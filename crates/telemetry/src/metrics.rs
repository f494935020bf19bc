//! In-process metrics.
//!
//! Atomic counters, gauges, and latency histograms for the request
//! pipeline. A snapshot is logged periodically from the main loop; no
//! external metrics system is involved.

use chrono::{DateTime, Utc};
use serde::{Deserialize, Serialize};
use std::sync::atomic::{AtomicU64, Ordering};

/// A counter metric.
#[derive(Debug, Default)]
pub struct Counter(AtomicU64);

impl Counter {
    pub fn new() -> Self {
        Self(AtomicU64::new(0))
    }

    pub fn inc(&self) {
        self.0.fetch_add(1, Ordering::Relaxed);
    }

    pub fn inc_by(&self, n: u64) {
        self.0.fetch_add(n, Ordering::Relaxed);
    }

    pub fn get(&self) -> u64 {
        self.0.load(Ordering::Relaxed)
    }

    pub fn reset(&self) -> u64 {
        self.0.swap(0, Ordering::Relaxed)
    }
}

/// A gauge metric (can go up or down).
#[derive(Debug, Default)]
pub struct Gauge(AtomicU64);

impl Gauge {
    pub fn new() -> Self {
        Self(AtomicU64::new(0))
    }

    pub fn set(&self, val: u64) {
        self.0.store(val, Ordering::Relaxed);
    }

    pub fn get(&self) -> u64 {
        self.0.load(Ordering::Relaxed)
    }

    pub fn inc(&self) {
        self.0.fetch_add(1, Ordering::Relaxed);
    }

    pub fn dec(&self) {
        self.0.fetch_sub(1, Ordering::Relaxed);
    }
}

/// Histogram for latency tracking.
#[derive(Debug)]
pub struct Histogram {
    /// Buckets: 1ms, 2ms, 5ms, 10ms, 25ms, 50ms, 100ms, 250ms, 1s, 5s
    ///
    /// A redirect is a cache read plus one store write, so the mass
    /// sits well under 100ms; the top buckets catch store timeouts.
    buckets: [AtomicU64; 10],
    sum: AtomicU64,
    count: AtomicU64,
}

impl Default for Histogram {
    fn default() -> Self {
        Self::new()
    }
}

impl Histogram {
    const BUCKET_BOUNDS: [u64; 10] = [1, 2, 5, 10, 25, 50, 100, 250, 1000, 5000];

    pub fn new() -> Self {
        Self {
            buckets: Default::default(),
            sum: AtomicU64::new(0),
            count: AtomicU64::new(0),
        }
    }

    /// Records a value in milliseconds.
    pub fn observe(&self, ms: u64) {
        self.sum.fetch_add(ms, Ordering::Relaxed);
        self.count.fetch_add(1, Ordering::Relaxed);

        for (i, &bound) in Self::BUCKET_BOUNDS.iter().enumerate() {
            if ms <= bound {
                self.buckets[i].fetch_add(1, Ordering::Relaxed);
                return;
            }
        }
        // Value exceeds all buckets, add to last
        self.buckets[9].fetch_add(1, Ordering::Relaxed);
    }

    pub fn count(&self) -> u64 {
        self.count.load(Ordering::Relaxed)
    }

    pub fn sum(&self) -> u64 {
        self.sum.load(Ordering::Relaxed)
    }

    pub fn mean(&self) -> f64 {
        let count = self.count();
        if count == 0 {
            0.0
        } else {
            self.sum() as f64 / count as f64
        }
    }

    /// Returns bucket counts.
    pub fn buckets(&self) -> Vec<(u64, u64)> {
        Self::BUCKET_BOUNDS
            .iter()
            .zip(self.buckets.iter())
            .map(|(&bound, count)| (bound, count.load(Ordering::Relaxed)))
            .collect()
    }
}

/// Collected metrics for the tour gateway.
#[derive(Debug, Default)]
pub struct Metrics {
    // Redirect path
    pub redirects_served: Counter,
    pub clicks_recorded: Counter,
    pub click_write_failures: Counter,

    // Inquiry path
    pub inquiries_accepted: Counter,
    pub inquiries_rejected: Counter,
    pub notify_failures: Counter,

    // Request defense
    pub threats_blocked: Counter,
    pub threats_flagged: Counter,
    pub rate_limited_requests: Counter,
    pub limiter_fail_open: Counter,

    // Latency histograms
    pub redirect_latency_ms: Histogram,
    pub inquiry_latency_ms: Histogram,
    pub store_write_latency_ms: Histogram,

    // Gauges
    pub counter_windows: Gauge,
}

impl Metrics {
    pub fn new() -> Self {
        Self::default()
    }
}

/// A snapshot of metrics at a point in time.
#[derive(Debug, Clone, Serialize, Deserialize)]
pub struct MetricsSnapshot {
    pub timestamp: DateTime<Utc>,
    pub redirects_served: u64,
    pub clicks_recorded: u64,
    pub click_write_failures: u64,
    pub inquiries_accepted: u64,
    pub inquiries_rejected: u64,
    pub notify_failures: u64,
    pub threats_blocked: u64,
    pub threats_flagged: u64,
    pub rate_limited_requests: u64,
    pub limiter_fail_open: u64,
    pub redirect_latency_mean_ms: f64,
    pub inquiry_latency_mean_ms: f64,
    pub store_write_latency_mean_ms: f64,
    pub counter_windows: u64,
}

impl Metrics {
    /// Takes a snapshot of current metrics.
    pub fn snapshot(&self) -> MetricsSnapshot {
        MetricsSnapshot {
            timestamp: Utc::now(),
            redirects_served: self.redirects_served.get(),
            clicks_recorded: self.clicks_recorded.get(),
            click_write_failures: self.click_write_failures.get(),
            inquiries_accepted: self.inquiries_accepted.get(),
            inquiries_rejected: self.inquiries_rejected.get(),
            notify_failures: self.notify_failures.get(),
            threats_blocked: self.threats_blocked.get(),
            threats_flagged: self.threats_flagged.get(),
            rate_limited_requests: self.rate_limited_requests.get(),
            limiter_fail_open: self.limiter_fail_open.get(),
            redirect_latency_mean_ms: self.redirect_latency_ms.mean(),
            inquiry_latency_mean_ms: self.inquiry_latency_ms.mean(),
            store_write_latency_mean_ms: self.store_write_latency_ms.mean(),
            counter_windows: self.counter_windows.get(),
        }
    }
}

/// Global metrics registry.
pub static METRICS: std::sync::LazyLock<Metrics> = std::sync::LazyLock::new(Metrics::new);

/// Get the global metrics instance.
pub fn metrics() -> &'static Metrics {
    &METRICS
}
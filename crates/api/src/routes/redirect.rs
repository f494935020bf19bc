//! Affiliate redirect endpoint handler.
//!
//! `GET /out/{slug}` sends the visitor to the tour's partner booking
//! page with merged UTM attribution, a durable `_aff` identity, and a
//! click record written before the response leaves.

use axum::{
    extract::{Path, Query, State},
    http::{header, HeaderMap, HeaderValue, StatusCode},
    response::{IntoResponse, Response},
};
use std::time::Instant;
use telemetry::metrics;
use tracing::{info, warn};

use attribution::{build_redirect_url, ensure_token};
use gateway_core::limits::{MAX_USER_AGENT_LEN, MAX_UTM_LEN};
use gateway_core::validate::is_valid_slug;
use gateway_core::{ClickEvent, Error};
use guard::{sanitize, ClientKey, Decision, Tier};

use crate::extractors::{AffCookie, ClientIp};
use crate::response::ApiError;
use crate::routes::scan_gated_field;
use crate::state::AppState;

/// GET /out/:slug - Attributed redirect to the tour's partner page.
pub async fn redirect_handler(
    State(state): State<AppState>,
    Path(slug): Path<String>,
    Query(query): Query<Vec<(String, String)>>,
    client_ip: ClientIp,
    AffCookie(presented): AffCookie,
    headers: HeaderMap,
) -> Result<Response, ApiError> {
    let start = Instant::now();

    // Shape checks come first so malformed junk is rejected without
    // consuming quota or touching the store.
    if !is_valid_slug(&slug) {
        return Err(Error::validation(
            "tour_slug: must be lowercase letters, digits, and hyphens",
        )
        .into());
    }
    for (key, value) in &query {
        if key.starts_with("utm_") && value.chars().count() > MAX_UTM_LEN {
            return Err(Error::validation(format!(
                "{key}: must be at most {MAX_UTM_LEN} characters"
            ))
            .into());
        }
    }

    // Quota is scoped per tour so one hot link cannot starve the rest
    // of the site for the same visitor.
    let key = ClientKey::new(Tier::Redirect, client_ip.key()).with_sub_key(slug.as_str());
    if let Decision::Deny { retry_after_secs } = state.limiter.check(&key).await {
        metrics().rate_limited_requests.inc();
        warn!(ip = %client_ip.key(), slug = %slug, "redirect rate limit exceeded");
        return Err(Error::rate_limited(retry_after_secs).into());
    }

    // UTM values flow into the outbound URL verbatim, so code-like
    // payloads are rejected outright.
    for (key, value) in &query {
        if key.starts_with("utm_") {
            scan_gated_field(key, value)?;
        }
    }

    // Resolve the tour, the visitor identity, and the outbound URL.
    let tour = state
        .catalog
        .tour_detail(&slug)
        .await?
        .ok_or_else(|| Error::not_found(format!("tour `{slug}`")))?;
    let affiliate_url = tour.affiliate_url()?;
    let token = ensure_token(presented.as_deref());
    let location = build_redirect_url(affiliate_url, &slug, &query, &state.utm)?;

    // Record the click before responding. Losing the write costs an
    // attribution row, not a booking, so the redirect still goes out.
    let click = ClickEvent {
        tour_slug: slug.clone(),
        tour_id: tour.id,
        redirect_url: location.clone(),
        user_agent: bounded_user_agent(&headers),
        ip_address: client_ip.0.as_deref().map(|ip| sanitize(ip).into_owned()),
        cookie_id: token.value().to_string(),
        occurred_at: chrono::Utc::now(),
    };
    let write_start = Instant::now();
    match state.events.insert_click(&click).await {
        Ok(()) => {
            metrics()
                .store_write_latency_ms
                .observe(write_start.elapsed().as_millis() as u64);
            metrics().clicks_recorded.inc();
        }
        Err(e) => {
            metrics().click_write_failures.inc();
            warn!(slug = %slug, error = %e, "click write failed, issuing redirect anyway");
        }
    }

    let mut response_headers = HeaderMap::new();
    response_headers.insert(
        header::LOCATION,
        HeaderValue::from_str(&location)
            .map_err(|e| Error::internal(format!("redirect URL rejected as header value: {e}")))?,
    );
    response_headers.insert(
        header::CACHE_CONTROL,
        HeaderValue::from_static("no-cache, no-store, must-revalidate"),
    );
    if let Some(cookie) = token.set_cookie() {
        response_headers.insert(
            header::SET_COOKIE,
            HeaderValue::from_str(&cookie)
                .map_err(|e| Error::internal(format!("cookie rejected as header value: {e}")))?,
        );
    }

    let latency_ms = start.elapsed().as_millis() as u64;
    metrics().redirects_served.inc();
    metrics().redirect_latency_ms.observe(latency_ms);

    info!(
        slug = %slug,
        new_visitor = token.is_new(),
        latency_ms = latency_ms,
        "Redirect served"
    );

    Ok((StatusCode::FOUND, response_headers).into_response())
}

/// User agent string, capped and sanitized before it is persisted.
fn bounded_user_agent(headers: &HeaderMap) -> Option<String> {
    headers
        .get(header::USER_AGENT)
        .and_then(|h| h.to_str().ok())
        .map(|ua| {
            let bounded: String = ua.chars().take(MAX_USER_AGENT_LEN).collect();
            sanitize(&bounded).into_owned()
        })
}
//! Unified error types for the tour gateway.
//!
//! One taxonomy shared by every crate in the workspace. Components
//! return these through their contracts; the API layer maps each
//! variant to an HTTP response at the pipeline boundary:
//! - `Validation`     400, per-field details included
//! - `ThreatDetected` 400 to the caller, logged at warn server-side
//! - `RateLimited`    429 with a Retry-After hint
//! - `NotFound`       404
//! - `Upstream`       503
//! - `Internal`       500, generic message to the client only

use thiserror::Error;

/// Result type alias using our Error type.
pub type Result<T> = std::result::Result<T, Error>;

/// Unified error type for the tour gateway.
#[derive(Debug, Error)]
pub enum Error {
    /// Request shape or format validation failed.
    #[error("validation failed: {message}")]
    Validation {
        message: String,
        /// Per-field messages, safe to return to the caller.
        details: Vec<String>,
    },

    /// A threat signature matched a hard-gated field.
    ///
    /// Callers see this as a plain validation failure; the matched
    /// category and field name stay in server-side logs.
    #[error("threat detected in `{field}`: {category}")]
    ThreatDetected {
        category: &'static str,
        field: String,
    },

    /// Per-key quota exhausted for the current window.
    #[error("rate limit exceeded, retry after {retry_after_secs}s")]
    RateLimited { retry_after_secs: u64 },

    /// Unknown slug, or a tour that cannot be redirected.
    #[error("not found: {0}")]
    NotFound(String),

    /// The persistent store or another upstream is unreachable.
    #[error("upstream unavailable: {0}")]
    Upstream(String),

    #[error("serialization error: {0}")]
    Serialization(#[from] serde_json::Error),

    #[error("internal error: {0}")]
    Internal(String),
}

impl Error {
    /// Create a validation error with a single detail message.
    pub fn validation(msg: impl Into<String>) -> Self {
        let message = msg.into();
        Self::Validation {
            details: vec![message.clone()],
            message,
        }
    }

    /// Create a validation error carrying per-field details.
    pub fn validation_details(msg: impl Into<String>, details: Vec<String>) -> Self {
        Self::Validation {
            message: msg.into(),
            details,
        }
    }

    pub fn threat(category: &'static str, field: impl Into<String>) -> Self {
        Self::ThreatDetected {
            category,
            field: field.into(),
        }
    }

    pub fn rate_limited(retry_after_secs: u64) -> Self {
        Self::RateLimited { retry_after_secs }
    }

    pub fn not_found(what: impl Into<String>) -> Self {
        Self::NotFound(what.into())
    }

    pub fn upstream(msg: impl Into<String>) -> Self {
        Self::Upstream(msg.into())
    }

    pub fn internal(msg: impl Into<String>) -> Self {
        Self::Internal(msg.into())
    }

    /// Get the HTTP status code for this error.
    pub fn http_status(&self) -> u16 {
        match self {
            Self::Validation { .. } => 400,
            Self::ThreatDetected { .. } => 400,
            Self::RateLimited { .. } => 429,
            Self::NotFound(_) => 404,
            Self::Upstream(_) => 503,
            Self::Serialization(_) => 400,
            Self::Internal(_) => 500,
        }
    }

    /// Whether this error marks the request as adversarial rather than
    /// merely malformed. Drives log severity at the pipeline boundary.
    pub fn is_adversarial(&self) -> bool {
        matches!(self, Self::ThreatDetected { .. })
    }
}
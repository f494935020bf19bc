//! Attributed redirect URL construction.
//!
//! Merges UTM parameters into a tour's stored affiliate URL.
//! Precedence per key: an explicit value from the inbound query wins,
//! then a value already on the affiliate URL, then the configured
//! default. No key is ever duplicated.

use serde::{Deserialize, Serialize};
use url::Url;

use gateway_core::{Error, Result};

/// The UTM keys that always appear on an attributed URL, in output
/// order.
const CANONICAL_UTM_KEYS: [&str; 4] = ["utm_source", "utm_medium", "utm_campaign", "utm_content"];

/// UTM fallbacks applied when neither the inbound query nor the
/// affiliate URL names a value. Validated once at startup.
#[derive(Debug, Clone, Serialize, Deserialize)]
#[serde(default)]
pub struct UtmDefaults {
    /// `utm_source` fallback; the site's own name.
    pub source: String,
    pub medium: String,
    pub campaign: String,
}

impl Default for UtmDefaults {
    fn default() -> Self {
        Self {
            source: "tour-site".to_string(),
            medium: "affiliate".to_string(),
            campaign: "tour-redirect".to_string(),
        }
    }
}

impl UtmDefaults {
    pub fn validate(&self) -> Result<()> {
        for (name, value) in [
            ("source", &self.source),
            ("medium", &self.medium),
            ("campaign", &self.campaign),
        ] {
            if value.trim().is_empty() {
                return Err(Error::internal(format!("utm default `{name}` must not be empty")));
            }
        }
        Ok(())
    }

    /// Fallback for one canonical key. `utm_content` defaults to the
    /// tour slug, so it is computed, not configured.
    fn fallback<'a>(&'a self, key: &str, slug: &'a str) -> &'a str {
        match key {
            "utm_source" => &self.source,
            "utm_medium" => &self.medium,
            "utm_campaign" => &self.campaign,
            _ => slug,
        }
    }
}

fn lookup<'a>(pairs: &'a [(String, String)], key: &str) -> Option<&'a str> {
    pairs
        .iter()
        .find(|(k, v)| k == key && !v.is_empty())
        .map(|(_, v)| v.as_str())
}

/// Build the outbound affiliate URL for one redirect.
///
/// `explicit` is the inbound request's query string, in order; only
/// its `utm_*` pairs participate in the merge.
pub fn build_redirect_url(
    base_affiliate_url: &str,
    slug: &str,
    explicit: &[(String, String)],
    defaults: &UtmDefaults,
) -> Result<String> {
    let mut url = Url::parse(base_affiliate_url).map_err(|e| {
        Error::internal(format!("stored affiliate URL for `{slug}` does not parse: {e}"))
    })?;

    let existing: Vec<(String, String)> = url
        .query_pairs()
        .map(|(k, v)| (k.into_owned(), v.into_owned()))
        .collect();

    // Non-UTM keys on the affiliate URL pass through untouched, in
    // their original order.
    let passthrough: Vec<&(String, String)> = existing
        .iter()
        .filter(|(k, _)| !k.starts_with("utm_"))
        .collect();

    let mut merged: Vec<(&str, &str)> = CANONICAL_UTM_KEYS
        .iter()
        .map(|&key| {
            let value = lookup(explicit, key)
                .or_else(|| lookup(&existing, key))
                .unwrap_or_else(|| defaults.fallback(key, slug));
            (key, value)
        })
        .collect();

    // Extra utm_* keys (utm_term and friends): explicit first, then
    // leftovers from the affiliate URL, still one value per key.
    for (k, v) in explicit.iter().chain(existing.iter()) {
        if k.starts_with("utm_")
            && !v.is_empty()
            && !merged.iter().any(|(mk, _)| mk == k)
        {
            merged.push((k.as_str(), v.as_str()));
        }
    }

    {
        let mut query = url.query_pairs_mut();
        query.clear();
        for (k, v) in &passthrough {
            query.append_pair(k, v);
        }
        for (k, v) in &merged {
            query.append_pair(k, v);
        }
    }

    Ok(url.into())
}
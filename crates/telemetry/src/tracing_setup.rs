//! Tracing setup for structured logging.

use tracing_subscriber::{fmt, layer::SubscriberExt, util::SubscriberInitExt, EnvFilter};

/// Tracing configuration.
pub struct TracingConfig {
    /// Log level filter (e.g., "info", "debug", "tour_gateway=debug")
    pub filter: String,
    /// Whether to output JSON format
    pub json: bool,
}

impl Default for TracingConfig {
    fn default() -> Self {
        Self {
            filter: "info".to_string(),
            json: false,
        }
    }
}

impl TracingConfig {
    pub fn new() -> Self {
        Self::default()
    }

    pub fn with_filter(mut self, filter: impl Into<String>) -> Self {
        self.filter = filter.into();
        self
    }

    pub fn with_json(mut self, json: bool) -> Self {
        self.json = json;
        self
    }
}

/// Initialize tracing with the given configuration.
pub fn init_tracing(config: TracingConfig) {
    let env_filter = EnvFilter::try_from_default_env()
        .or_else(|_| EnvFilter::try_new(&config.filter))
        .unwrap_or_else(|_| EnvFilter::new("info"));

    if config.json {
        let fmt_layer = fmt::layer()
            .json()
            .with_target(true)
            .with_thread_ids(true)
            .with_file(true)
            .with_line_number(true);

        tracing_subscriber::registry()
            .with(env_filter)
            .with(fmt_layer)
            .init();
    } else {
        let fmt_layer = fmt::layer()
            .with_target(true)
            .with_thread_ids(false)
            .with_file(false)
            .with_line_number(false);

        tracing_subscriber::registry()
            .with(env_filter)
            .with(fmt_layer)
            .init();
    }

    tracing::info!("Tracing initialized with filter: {}", config.filter);
}

/// Initialize tracing from environment variables.
pub fn init_tracing_from_env() {
    let json = std::env::var("LOG_JSON")
        .map(|v| v == "1" || v.to_lowercase() == "true")
        .unwrap_or(false);

    let filter = std::env::var("RUST_LOG").unwrap_or_else(|_| "info".to_string());

    init_tracing(TracingConfig::new().with_filter(filter).with_json(json));
}
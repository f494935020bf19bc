//! Fixed-window rate limiting over an injectable counter store.
//!
//! The counter store is the only contended resource in the gateway;
//! every concurrent request for the same key serializes through its
//! atomic increment-and-compare. Expired windows are superseded
//! lazily on the next acquire; the periodic purge is memory
//! reclamation only and never a correctness concern.

use async_trait::async_trait;
use chrono::Utc;
use parking_lot::Mutex;
use serde::{Deserialize, Serialize};
use std::collections::HashMap;
use std::sync::Arc;
use telemetry::metrics;
use tracing::warn;

use gateway_core::{Error, Result};

/// Route class a request is limited under.
#[derive(Debug, Clone, Copy, PartialEq, Eq, Hash, Serialize, Deserialize)]
#[serde(rename_all = "lowercase")]
pub enum Tier {
    Booking,
    Redirect,
    Default,
}

impl Tier {
    pub fn as_str(&self) -> &'static str {
        match self {
            Self::Booking => "booking",
            Self::Redirect => "redirect",
            Self::Default => "default",
        }
    }
}

/// Quota for one tier.
#[derive(Debug, Clone, Copy, Serialize, Deserialize)]
pub struct TierLimit {
    pub limit: u64,
    pub window_secs: u64,
}

/// Static tier table, validated once at startup.
#[derive(Debug, Clone, Serialize, Deserialize)]
#[serde(default)]
pub struct RateTiers {
    pub booking: TierLimit,
    pub redirect: TierLimit,
    pub default: TierLimit,
}

impl Default for RateTiers {
    fn default() -> Self {
        Self {
            booking: TierLimit {
                limit: 10,
                window_secs: 60,
            },
            redirect: TierLimit {
                limit: 30,
                window_secs: 60,
            },
            default: TierLimit {
                limit: 60,
                window_secs: 60,
            },
        }
    }
}

impl RateTiers {
    pub fn limit_for(&self, tier: Tier) -> TierLimit {
        match tier {
            Tier::Booking => self.booking,
            Tier::Redirect => self.redirect,
            Tier::Default => self.default,
        }
    }

    /// Reject zero limits and zero-length windows before serving.
    pub fn validate(&self) -> Result<()> {
        for (name, tl) in [
            ("booking", self.booking),
            ("redirect", self.redirect),
            ("default", self.default),
        ] {
            if tl.limit == 0 {
                return Err(Error::internal(format!("rate tier `{name}`: limit must be >= 1")));
            }
            if tl.window_secs == 0 {
                return Err(Error::internal(format!(
                    "rate tier `{name}`: window_secs must be >= 1"
                )));
            }
        }
        Ok(())
    }
}

/// Composite rate-limit identity: tier + client IP, optionally a
/// route-specific resource. Recomputed per request, never persisted.
#[derive(Debug, Clone, PartialEq, Eq, Hash)]
pub struct ClientKey {
    tier: Tier,
    ip: String,
    sub_key: Option<String>,
}

impl ClientKey {
    pub fn new(tier: Tier, ip: impl Into<String>) -> Self {
        Self {
            tier,
            ip: ip.into(),
            sub_key: None,
        }
    }

    /// Scope the key to one resource, e.g. the tour slug on redirects.
    pub fn with_sub_key(mut self, sub_key: impl Into<String>) -> Self {
        self.sub_key = Some(sub_key.into());
        self
    }

    pub fn tier(&self) -> Tier {
        self.tier
    }

    /// Flat form used as the counter-store key.
    pub fn storage_key(&self) -> String {
        match &self.sub_key {
            Some(sub) => format!("{}:{}:{}", self.tier.as_str(), self.ip, sub),
            None => format!("{}:{}", self.tier.as_str(), self.ip),
        }
    }
}

/// Outcome of one atomic counter acquisition.
#[derive(Debug, Clone, Copy, PartialEq, Eq)]
pub struct Acquired {
    /// Whether the request fits inside the window's limit.
    pub admitted: bool,
    /// Post-acquire count; capped at the limit when refused.
    pub count: u64,
}

/// Shared counter store behind the rate limiter.
///
/// `try_acquire` must be atomic with respect to concurrent calls for
/// the same key: two requests racing on the last slot of a window must
/// never both be admitted.
#[async_trait]
pub trait CounterStore: Send + Sync {
    async fn try_acquire(
        &self,
        key: &str,
        window_start: u64,
        window_secs: u64,
        limit: u64,
    ) -> Result<Acquired>;

    /// Drop windows that ended before `now_secs` and report how many
    /// remain. Memory reclamation only; lazy supersession already
    /// handles correctness.
    async fn purge(&self, now_secs: u64) -> usize {
        let _ = now_secs;
        0
    }
}

#[derive(Debug, Clone, Copy)]
struct Window {
    start: u64,
    span_secs: u64,
    count: u64,
}

/// In-process counter store.
///
/// A single mutex over the window map makes increment-and-compare
/// atomic; the critical section is a map lookup and an integer
/// update.
#[derive(Default)]
pub struct MemoryCounterStore {
    windows: Mutex<HashMap<String, Window>>,
}

impl MemoryCounterStore {
    pub fn new() -> Self {
        Self::default()
    }

    /// Number of live windows, current and expired.
    pub fn len(&self) -> usize {
        self.windows.lock().len()
    }

    pub fn is_empty(&self) -> bool {
        self.windows.lock().is_empty()
    }
}

#[async_trait]
impl CounterStore for MemoryCounterStore {
    async fn try_acquire(
        &self,
        key: &str,
        window_start: u64,
        window_secs: u64,
        limit: u64,
    ) -> Result<Acquired> {
        let mut windows = self.windows.lock();
        let window = windows.entry(key.to_string()).or_insert(Window {
            start: window_start,
            span_secs: window_secs,
            count: 0,
        });

        // A stored window from another period is superseded, not
        // mutated.
        if window.start != window_start {
            *window = Window {
                start: window_start,
                span_secs: window_secs,
                count: 0,
            };
        }

        if window.count < limit {
            window.count += 1;
            Ok(Acquired {
                admitted: true,
                count: window.count,
            })
        } else {
            Ok(Acquired {
                admitted: false,
                count: window.count,
            })
        }
    }

    async fn purge(&self, now_secs: u64) -> usize {
        let mut windows = self.windows.lock();
        windows.retain(|_, w| w.start + w.span_secs > now_secs);
        windows.len()
    }
}

/// Decision for one request.
#[derive(Debug, Clone, Copy, PartialEq, Eq)]
pub enum Decision {
    Allow,
    Deny { retry_after_secs: u64 },
}

impl Decision {
    pub fn is_allowed(&self) -> bool {
        matches!(self, Self::Allow)
    }
}

/// Fixed-window rate limiter.
pub struct RateLimiter {
    store: Arc<dyn CounterStore>,
    tiers: RateTiers,
}

impl RateLimiter {
    pub fn new(store: Arc<dyn CounterStore>, tiers: RateTiers) -> Self {
        Self { store, tiers }
    }

    pub fn tiers(&self) -> &RateTiers {
        &self.tiers
    }

    /// Check the current window for `key`.
    pub async fn check(&self, key: &ClientKey) -> Decision {
        self.check_at(key, Utc::now().timestamp().max(0) as u64).await
    }

    /// Check at an explicit clock reading.
    pub async fn check_at(&self, key: &ClientKey, now_secs: u64) -> Decision {
        let TierLimit { limit, window_secs } = self.tiers.limit_for(key.tier());
        let window_start = now_secs - (now_secs % window_secs);
        let storage_key = key.storage_key();

        match self
            .store
            .try_acquire(&storage_key, window_start, window_secs, limit)
            .await
        {
            Ok(acquired) if acquired.admitted => Decision::Allow,
            Ok(_) => Decision::Deny {
                retry_after_secs: window_start + window_secs - now_secs,
            },
            Err(e) => {
                // Counter store outage: fail open so the public
                // redirect keeps working, but make the degradation
                // visible.
                warn!(
                    key = %storage_key,
                    error = %e,
                    "counter store unreachable, admitting request unchecked"
                );
                metrics().limiter_fail_open.inc();
                Decision::Allow
            }
        }
    }

    /// Drop expired windows from the store; returns the live window
    /// count for gauge reporting.
    pub async fn purge_expired(&self) -> usize {
        self.store.purge(Utc::now().timestamp().max(0) as u64).await
    }
}
//! Tour detail cache.

use async_trait::async_trait;
use moka::future::Cache;
use std::sync::Arc;
use std::time::Duration;
use tracing::debug;

use gateway_core::{Result, TourDetail};

use crate::TourCatalog;

/// Read-through cache in front of a tour catalog.
///
/// Unknown slugs are cached too, so a flood of bad slugs hammers this
/// process instead of the data API. Store errors are never cached.
pub struct CachedCatalog {
    inner: Arc<dyn TourCatalog>,
    cache: Cache<String, Option<TourDetail>>,
}

impl CachedCatalog {
    pub fn new(inner: Arc<dyn TourCatalog>, ttl: Duration, max_capacity: u64) -> Self {
        Self {
            inner,
            cache: Cache::builder()
                .max_capacity(max_capacity)
                .time_to_live(ttl)
                .build(),
        }
    }
}

#[async_trait]
impl TourCatalog for CachedCatalog {
    async fn tour_detail(&self, slug: &str) -> Result<Option<TourDetail>> {
        if let Some(cached) = self.cache.get(slug).await {
            debug!(slug = %slug, "tour cache hit");
            return Ok(cached);
        }

        let fetched = self.inner.tour_detail(slug).await?;
        self.cache.insert(slug.to_string(), fetched.clone()).await;
        Ok(fetched)
    }
}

WHAT IS REQUIRED:
Above are records; repeat only the lines starting at the line with "output JSON format" and ending at the line with "serializes through its", exactly as they appear, both included.

OUTPUT FOR THIS TASK:
    /// Whether to output JSON format
    pub json: bool,
}

impl Default for TracingConfig {
    fn default() -> Self {
        Self {
            filter: "info".to_string(),
            json: false,
        }
    }
}

impl TracingConfig {
    pub fn new() -> Self {
        Self::default()
    }

    pub fn with_filter(mut self, filter: impl Into<String>) -> Self {
        self.filter = filter.into();
        self
    }

    pub fn with_json(mut self, json: bool) -> Self {
        self.json = json;
        self
    }
}

/// Initialize tracing with the given configuration.
pub fn init_tracing(config: TracingConfig) {
    let env_filter = EnvFilter::try_from_default_env()
        .or_else(|_| EnvFilter::try_new(&config.filter))
        .unwrap_or_else(|_| EnvFilter::new("info"));

    if config.json {
        let fmt_layer = fmt::layer()
            .json()
            .with_target(true)
            .with_thread_ids(true)
            .with_file(true)
            .with_line_number(true);

        tracing_subscriber::registry()
            .with(env_filter)
            .with(fmt_layer)
            .init();
    } else {
        let fmt_layer = fmt::layer()
            .with_target(true)
            .with_thread_ids(false)
            .with_file(false)
            .with_line_number(false);

        tracing_subscriber::registry()
            .with(env_filter)
            .with(fmt_layer)
            .init();
    }

    tracing::info!("Tracing initialized with filter: {}", config.filter);
}

/// Initialize tracing from environment variables.
pub fn init_tracing_from_env() {
    let json = std::env::var("LOG_JSON")
        .map(|v| v == "1" || v.to_lowercase() == "true")
        .unwrap_or(false);

    let filter = std::env::var("RUST_LOG").unwrap_or_else(|_| "info".to_string());

    init_tracing(TracingConfig::new().with_filter(filter).with_json(json));
}
repository f494935020bf19bc
//! Fixed-window rate limiting over an injectable counter store.
//!
//! The counter store is the only contended resource in the gateway;
//! every concurrent request for the same key serializes through its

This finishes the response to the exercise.